Technical Tip: Windows 2FA login using local users on FortiAuthenticator

In some cases, a local account is created on the PC and it is necessary for these users to login with 2FA using the FortiAuthenticator Agent.

Refer to the documentation for FortiAuthenticator Agent configuration.

To log in with local users, it is necessary to have the '.' realm created on FortiAuthenticator.

The same username/password should be set on the FortiAuthenticator local user database.

The same user credentials that exist on windows are created on FortiAuthenticator with local users with tokens assigned on FortiAuthenticator.

The example above was a test performed on Windows with the user 'gimi'. On the FortiAuthenticator Agent, select '.' instead of domain.

Enter credentials. A prompt for a token will appear.

Since the FortiAuthenticator Agent communicates with FortiAuthenticator through a Rest API, it is possible to check from debug logs on FortiAuthenticator.

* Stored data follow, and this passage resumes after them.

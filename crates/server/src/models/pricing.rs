//! Pricing plan domain types.

use chrono::{DateTime, Utc};
use serde::Serialize;

use site_core::PricingPlanId;

/// A pricing plan shown on the public pricing page.
///
/// Plans are presented in ascending `display_order`; the order is not unique.
#[derive(Debug, Clone, PartialEq, Eq, Serialize)]
#[serde(rename_all = "camelCase")]
pub struct PricingPlan {
    /// Unique plan ID.
    pub id: PricingPlanId,
    /// Plan name (e.g., "Starter").
    pub name: String,
    /// Display price; free text such as "$999" or "Custom".
    pub price: String,
    /// Short marketing description.
    pub description: String,
    /// Feature bullet points, in display order.
    pub features: Vec<String>,
    /// Whether the plan is highlighted as the popular choice.
    pub popular: bool,
    /// Presentation position (ascending).
    pub display_order: i32,
    /// When the plan was created.
    pub created_at: DateTime<Utc>,
    /// When the plan was last updated.
    pub updated_at: DateTime<Utc>,
}

/// A validated plan ready to insert.
#[derive(Debug, Clone)]
pub struct NewPricingPlan {
    pub name: String,
    pub price: String,
    pub description: String,
    pub features: Vec<String>,
    pub popular: bool,
    pub display_order: i32,
}

/// Fields to replace on an existing plan; `None` leaves the column as-is.
#[derive(Debug, Clone, Default)]
pub struct PricingPlanChanges {
    pub name: Option<String>,
    pub price: Option<String>,
    pub description: Option<String>,
    pub features: Option<Vec<String>>,
    pub popular: Option<bool>,
    pub display_order: Option<i32>,
}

Navigate to https://<fac-ip>/debug and select the REST API while in FortiAuthenticator Agent -> Simulation -> View Logs.

If there is the error 'User name or password is incorrect':

1. Ensure the local username and password are the same as the credentials for the Windows username and password.
2. Ensure REST API is enabled on the interface facing the PC.
3. Download FortiAuthenticator Agent from FortiAuthenticator itself under Authentication -> FAC Agent -> Microsoft Windows Agent, to ensure compatibility.